If you use some of the code, please cite the following article:
Blum, Frederic and Paschen, Ludger and Forkel, Robert and Fuchs, Susanne and Seifart, Frank. Accepted. Consonant lengthening marks the beginning of words across a diverse sample of languages. Nature Human Behaviour.
This workflow leads you through the process of reproducing our analysis. We use certain system dependencies that we assume to be installed, like sqlite3
, git
, Python
, and R
. We recommend to run all the code in a fresh virtual environment. The code was tested using cmdstan
version 2.32.2 and might not work with other versions. Please make sure to have the correct version installed.

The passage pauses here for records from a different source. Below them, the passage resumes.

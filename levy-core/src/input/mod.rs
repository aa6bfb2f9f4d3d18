//! Form input handling: field sanitization, autocomplete rules and the
//! resolver that picks a single input mode.

pub mod autocomplete;
pub mod resolver;
pub mod sanitize;

pub use resolver::{InputError, InputMode, InputModeKind, resolve};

To start, please first clone this repository to your workspace and cd
into the directory.
git clone https://github.com/Tarotis/initial_lengthening
cd initial_lengthening
The first step consists in cloning the repositories of the DoReCo data, as well as CLTS. You can clone them with the following commands:
git clone https://github.com/cldf-datasets/doreco
git clone https://github.com/cldf-clts/clts --branch v2.2.0
The next step is to download the DoReCo and convert it to CLDF. To do this, first cd
into the DoReCo repository and install all the necessary packages.
cd doreco/
pip install -e .
You can now run the download and the conversion to CLDF. While downloading, insert "Y" when asked for ND-data. You do not need to download the audio files, and leaving them out will speed up the downloading. When prompted for the path to CLTS, type ../clts/
to link to the cloned CLTS-repository.
cldfbench download cldfbench_doreco.py
cldfbench makecldf cldfbench_doreco.py --glottolog-version v5.0
The last step created a SQLite database out of the CLDF data, to quickly access all the data. Once you have the SQLite database ready, you need to install the pre-written views. Run SQL:
cldf createdb cldf/Generic-metadata.json doreco.sqlite
sqlite3 -echo doreco.sqlite < etc/views.sql
cd ../ # On Windows, you might have to use the full path to the preceding folder
You can now run the query we provide to extract all the data needed for the analysis. Please note that we make use of the stdev
function which is only available if you run the query through doreco.query
, and not through other standard interfaces.
cldfbench doreco.query --format tsv init_query.sql > scripts/data.tsv
Please cd
into the scripts
-directory:
cd scripts/
Now you are in a folder full of R-Scripts. The first script 00_setup.R
includes a groundhog
-call, which installs packages with the correct versions. Running this script will create a folder R_groundhog
in the current working directory which includes those packages. It also includes calls to the other scripts. You can run all of them via the following command:
Rscript 00_setup.R
Please not that the two scripts which run the brms-model are currently commented out. This has a simple reason: Running them takes several days. If you want to re-run the model, please go to the respective script and run it from there, or un-comment the line in 00_setup.R
. We provide the fitted model within our OSF-repository here so that you do not need to re-run the model.
If you want to run code from within the individual R-files, please set the working directory to the scripts
-folder so that all the code is run correctly.